## Your assignment
Tally the lines below that hold the string "each", and give only the tally.

The input START

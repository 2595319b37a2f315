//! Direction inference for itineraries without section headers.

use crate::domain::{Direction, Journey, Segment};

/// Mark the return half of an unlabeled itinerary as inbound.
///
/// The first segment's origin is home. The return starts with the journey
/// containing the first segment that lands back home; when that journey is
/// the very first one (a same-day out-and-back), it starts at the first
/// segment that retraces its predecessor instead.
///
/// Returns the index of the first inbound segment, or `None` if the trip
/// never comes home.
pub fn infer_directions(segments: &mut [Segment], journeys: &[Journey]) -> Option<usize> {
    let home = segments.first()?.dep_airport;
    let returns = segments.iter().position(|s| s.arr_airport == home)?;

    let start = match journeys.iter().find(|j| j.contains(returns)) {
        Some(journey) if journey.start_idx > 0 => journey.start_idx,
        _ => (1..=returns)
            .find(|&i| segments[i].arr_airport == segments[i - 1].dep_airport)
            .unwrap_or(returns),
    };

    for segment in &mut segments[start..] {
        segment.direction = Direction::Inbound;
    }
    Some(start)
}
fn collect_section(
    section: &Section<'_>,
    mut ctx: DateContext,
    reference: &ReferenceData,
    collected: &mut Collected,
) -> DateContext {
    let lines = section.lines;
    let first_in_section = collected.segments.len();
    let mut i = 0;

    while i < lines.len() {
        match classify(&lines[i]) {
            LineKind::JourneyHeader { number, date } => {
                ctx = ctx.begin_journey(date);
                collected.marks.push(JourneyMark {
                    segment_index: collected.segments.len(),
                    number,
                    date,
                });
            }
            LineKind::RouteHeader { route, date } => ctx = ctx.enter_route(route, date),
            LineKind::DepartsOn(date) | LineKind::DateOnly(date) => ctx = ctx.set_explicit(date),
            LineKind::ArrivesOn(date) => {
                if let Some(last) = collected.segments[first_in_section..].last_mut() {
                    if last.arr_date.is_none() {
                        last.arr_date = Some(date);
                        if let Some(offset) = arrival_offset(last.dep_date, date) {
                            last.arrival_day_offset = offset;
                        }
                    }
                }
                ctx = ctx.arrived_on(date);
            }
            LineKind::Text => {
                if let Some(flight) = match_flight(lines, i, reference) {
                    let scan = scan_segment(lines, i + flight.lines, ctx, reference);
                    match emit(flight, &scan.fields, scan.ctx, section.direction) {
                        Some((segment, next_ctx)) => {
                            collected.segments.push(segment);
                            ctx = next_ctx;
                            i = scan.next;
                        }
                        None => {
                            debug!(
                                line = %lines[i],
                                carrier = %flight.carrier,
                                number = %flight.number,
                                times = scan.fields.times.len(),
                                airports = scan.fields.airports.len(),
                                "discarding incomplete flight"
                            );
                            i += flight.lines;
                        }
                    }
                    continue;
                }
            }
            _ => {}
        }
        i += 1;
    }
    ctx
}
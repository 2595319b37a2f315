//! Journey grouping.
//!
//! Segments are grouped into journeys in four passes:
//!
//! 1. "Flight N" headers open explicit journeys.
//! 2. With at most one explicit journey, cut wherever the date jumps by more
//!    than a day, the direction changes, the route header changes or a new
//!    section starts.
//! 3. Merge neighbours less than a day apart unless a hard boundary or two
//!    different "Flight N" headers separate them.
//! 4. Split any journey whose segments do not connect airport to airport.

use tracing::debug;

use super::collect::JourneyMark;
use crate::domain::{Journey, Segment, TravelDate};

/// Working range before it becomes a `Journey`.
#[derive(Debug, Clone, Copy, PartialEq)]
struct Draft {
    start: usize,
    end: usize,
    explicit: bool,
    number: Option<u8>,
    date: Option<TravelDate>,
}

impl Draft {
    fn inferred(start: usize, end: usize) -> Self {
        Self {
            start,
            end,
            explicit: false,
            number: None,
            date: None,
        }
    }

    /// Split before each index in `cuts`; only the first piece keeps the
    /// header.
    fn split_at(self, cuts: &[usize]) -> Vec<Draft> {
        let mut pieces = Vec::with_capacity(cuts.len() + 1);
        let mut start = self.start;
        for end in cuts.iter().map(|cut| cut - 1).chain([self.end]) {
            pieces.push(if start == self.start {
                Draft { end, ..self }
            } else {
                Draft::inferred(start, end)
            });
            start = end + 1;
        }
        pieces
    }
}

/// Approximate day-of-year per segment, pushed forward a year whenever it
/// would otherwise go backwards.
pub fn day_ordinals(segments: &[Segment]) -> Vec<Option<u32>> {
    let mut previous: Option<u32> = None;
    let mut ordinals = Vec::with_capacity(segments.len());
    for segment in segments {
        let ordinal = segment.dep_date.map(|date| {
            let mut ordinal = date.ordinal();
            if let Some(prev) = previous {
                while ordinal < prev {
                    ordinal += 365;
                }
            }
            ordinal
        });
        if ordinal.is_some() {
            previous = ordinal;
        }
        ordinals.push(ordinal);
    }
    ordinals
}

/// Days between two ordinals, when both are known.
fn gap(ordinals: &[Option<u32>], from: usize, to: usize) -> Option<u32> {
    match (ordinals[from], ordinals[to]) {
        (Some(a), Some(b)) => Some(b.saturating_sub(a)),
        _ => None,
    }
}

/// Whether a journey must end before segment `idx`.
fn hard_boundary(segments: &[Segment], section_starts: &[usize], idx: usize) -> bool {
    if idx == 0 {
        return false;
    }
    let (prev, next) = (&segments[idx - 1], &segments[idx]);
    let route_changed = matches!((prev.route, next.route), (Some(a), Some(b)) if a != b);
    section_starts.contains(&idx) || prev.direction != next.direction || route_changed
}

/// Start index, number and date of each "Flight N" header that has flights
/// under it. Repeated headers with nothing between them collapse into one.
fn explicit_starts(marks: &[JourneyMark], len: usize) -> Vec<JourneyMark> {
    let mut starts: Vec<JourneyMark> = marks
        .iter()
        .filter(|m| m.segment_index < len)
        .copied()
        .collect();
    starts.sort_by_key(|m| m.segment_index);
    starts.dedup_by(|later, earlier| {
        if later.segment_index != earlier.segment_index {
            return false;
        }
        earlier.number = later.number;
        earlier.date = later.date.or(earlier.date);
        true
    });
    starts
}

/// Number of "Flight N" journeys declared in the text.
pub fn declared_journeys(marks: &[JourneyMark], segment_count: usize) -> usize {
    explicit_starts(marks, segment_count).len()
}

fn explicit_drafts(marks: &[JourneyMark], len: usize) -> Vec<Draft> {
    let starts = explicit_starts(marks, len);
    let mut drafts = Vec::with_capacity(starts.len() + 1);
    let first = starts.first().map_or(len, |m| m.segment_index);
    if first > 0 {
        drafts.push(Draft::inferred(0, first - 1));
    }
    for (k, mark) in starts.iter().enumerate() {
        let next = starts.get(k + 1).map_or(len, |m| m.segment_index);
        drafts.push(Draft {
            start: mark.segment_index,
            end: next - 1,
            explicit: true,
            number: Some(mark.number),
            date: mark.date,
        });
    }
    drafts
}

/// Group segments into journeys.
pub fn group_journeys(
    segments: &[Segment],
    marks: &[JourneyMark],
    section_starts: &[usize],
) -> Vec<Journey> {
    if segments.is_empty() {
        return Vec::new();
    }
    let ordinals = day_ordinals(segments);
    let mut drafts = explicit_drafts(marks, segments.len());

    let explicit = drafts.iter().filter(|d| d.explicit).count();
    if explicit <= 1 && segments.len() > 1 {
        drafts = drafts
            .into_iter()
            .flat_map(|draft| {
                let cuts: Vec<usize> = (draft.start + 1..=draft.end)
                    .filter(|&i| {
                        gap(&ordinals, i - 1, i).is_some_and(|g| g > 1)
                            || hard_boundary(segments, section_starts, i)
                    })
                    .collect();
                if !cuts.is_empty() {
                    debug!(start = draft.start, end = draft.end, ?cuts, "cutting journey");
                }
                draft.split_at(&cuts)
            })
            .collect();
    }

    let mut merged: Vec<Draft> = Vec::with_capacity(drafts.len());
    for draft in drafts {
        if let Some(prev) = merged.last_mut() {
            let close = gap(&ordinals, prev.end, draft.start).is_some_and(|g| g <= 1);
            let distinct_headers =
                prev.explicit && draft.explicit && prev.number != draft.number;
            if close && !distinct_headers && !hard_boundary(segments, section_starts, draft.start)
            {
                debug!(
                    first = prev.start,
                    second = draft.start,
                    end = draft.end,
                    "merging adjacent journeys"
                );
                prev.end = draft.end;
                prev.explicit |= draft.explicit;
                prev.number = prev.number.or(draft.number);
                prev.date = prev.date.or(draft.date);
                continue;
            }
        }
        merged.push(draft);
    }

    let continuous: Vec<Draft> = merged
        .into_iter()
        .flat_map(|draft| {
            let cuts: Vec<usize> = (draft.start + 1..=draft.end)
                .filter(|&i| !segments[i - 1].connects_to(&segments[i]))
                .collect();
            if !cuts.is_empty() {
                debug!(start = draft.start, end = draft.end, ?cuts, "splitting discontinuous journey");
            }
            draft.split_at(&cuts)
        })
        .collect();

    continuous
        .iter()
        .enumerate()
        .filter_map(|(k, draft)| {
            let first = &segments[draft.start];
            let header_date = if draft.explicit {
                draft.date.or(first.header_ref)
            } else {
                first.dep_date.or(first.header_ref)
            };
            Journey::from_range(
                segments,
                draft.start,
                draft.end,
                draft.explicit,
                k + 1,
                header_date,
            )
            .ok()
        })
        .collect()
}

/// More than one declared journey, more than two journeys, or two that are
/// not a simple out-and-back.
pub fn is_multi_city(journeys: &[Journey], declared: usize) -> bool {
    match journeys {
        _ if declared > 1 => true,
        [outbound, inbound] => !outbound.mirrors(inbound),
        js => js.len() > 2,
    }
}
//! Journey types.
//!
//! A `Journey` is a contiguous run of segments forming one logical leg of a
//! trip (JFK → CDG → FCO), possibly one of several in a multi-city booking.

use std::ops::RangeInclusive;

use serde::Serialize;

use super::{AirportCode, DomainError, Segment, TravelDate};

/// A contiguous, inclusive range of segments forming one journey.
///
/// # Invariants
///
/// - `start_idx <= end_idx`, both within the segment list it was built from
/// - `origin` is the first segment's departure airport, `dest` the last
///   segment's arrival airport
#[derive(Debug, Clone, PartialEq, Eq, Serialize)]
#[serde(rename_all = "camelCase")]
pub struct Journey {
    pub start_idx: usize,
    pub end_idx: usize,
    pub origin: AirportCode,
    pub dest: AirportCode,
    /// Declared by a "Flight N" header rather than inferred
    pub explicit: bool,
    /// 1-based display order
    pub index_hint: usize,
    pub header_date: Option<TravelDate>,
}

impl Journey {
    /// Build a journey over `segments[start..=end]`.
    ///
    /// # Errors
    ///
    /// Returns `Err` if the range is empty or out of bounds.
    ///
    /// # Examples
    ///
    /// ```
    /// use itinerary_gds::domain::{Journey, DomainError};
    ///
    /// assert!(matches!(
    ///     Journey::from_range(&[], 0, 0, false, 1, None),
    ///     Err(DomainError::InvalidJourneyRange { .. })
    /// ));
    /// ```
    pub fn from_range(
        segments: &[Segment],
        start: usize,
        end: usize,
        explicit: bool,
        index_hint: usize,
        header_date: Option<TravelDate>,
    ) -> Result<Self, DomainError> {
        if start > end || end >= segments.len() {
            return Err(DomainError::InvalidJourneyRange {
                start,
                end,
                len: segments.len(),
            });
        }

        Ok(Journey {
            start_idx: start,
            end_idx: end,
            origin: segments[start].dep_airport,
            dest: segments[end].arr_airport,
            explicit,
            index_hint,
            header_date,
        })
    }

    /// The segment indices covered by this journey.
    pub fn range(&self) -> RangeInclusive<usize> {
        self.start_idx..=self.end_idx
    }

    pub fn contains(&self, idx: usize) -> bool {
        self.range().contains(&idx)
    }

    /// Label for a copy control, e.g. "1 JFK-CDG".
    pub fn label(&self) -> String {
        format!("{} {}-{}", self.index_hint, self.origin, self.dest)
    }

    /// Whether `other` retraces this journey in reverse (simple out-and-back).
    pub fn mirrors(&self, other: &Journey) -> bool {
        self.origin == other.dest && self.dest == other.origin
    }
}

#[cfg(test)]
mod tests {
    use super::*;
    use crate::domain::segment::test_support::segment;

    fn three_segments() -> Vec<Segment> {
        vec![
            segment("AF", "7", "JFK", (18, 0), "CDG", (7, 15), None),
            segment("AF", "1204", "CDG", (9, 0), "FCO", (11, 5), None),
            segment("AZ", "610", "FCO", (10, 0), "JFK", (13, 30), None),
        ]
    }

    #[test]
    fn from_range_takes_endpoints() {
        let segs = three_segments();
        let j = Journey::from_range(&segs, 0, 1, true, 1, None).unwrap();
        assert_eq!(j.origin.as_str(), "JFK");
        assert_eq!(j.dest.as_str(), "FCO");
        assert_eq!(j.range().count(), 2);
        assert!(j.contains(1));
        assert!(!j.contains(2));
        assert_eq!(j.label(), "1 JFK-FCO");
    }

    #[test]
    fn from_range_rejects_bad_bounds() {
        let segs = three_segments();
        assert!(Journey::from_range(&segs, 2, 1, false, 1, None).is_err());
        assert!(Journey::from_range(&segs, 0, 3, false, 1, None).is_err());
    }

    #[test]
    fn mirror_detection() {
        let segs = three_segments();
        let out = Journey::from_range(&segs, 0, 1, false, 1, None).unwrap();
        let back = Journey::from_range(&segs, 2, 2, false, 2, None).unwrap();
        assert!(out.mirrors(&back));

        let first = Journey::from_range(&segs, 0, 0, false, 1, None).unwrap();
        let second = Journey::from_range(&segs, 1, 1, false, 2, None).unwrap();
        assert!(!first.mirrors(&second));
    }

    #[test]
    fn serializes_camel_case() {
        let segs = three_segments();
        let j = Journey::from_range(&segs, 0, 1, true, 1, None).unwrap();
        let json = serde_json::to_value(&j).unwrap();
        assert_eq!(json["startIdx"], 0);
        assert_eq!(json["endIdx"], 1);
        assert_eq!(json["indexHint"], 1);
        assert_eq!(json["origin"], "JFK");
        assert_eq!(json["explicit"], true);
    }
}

The input END

## Result below
2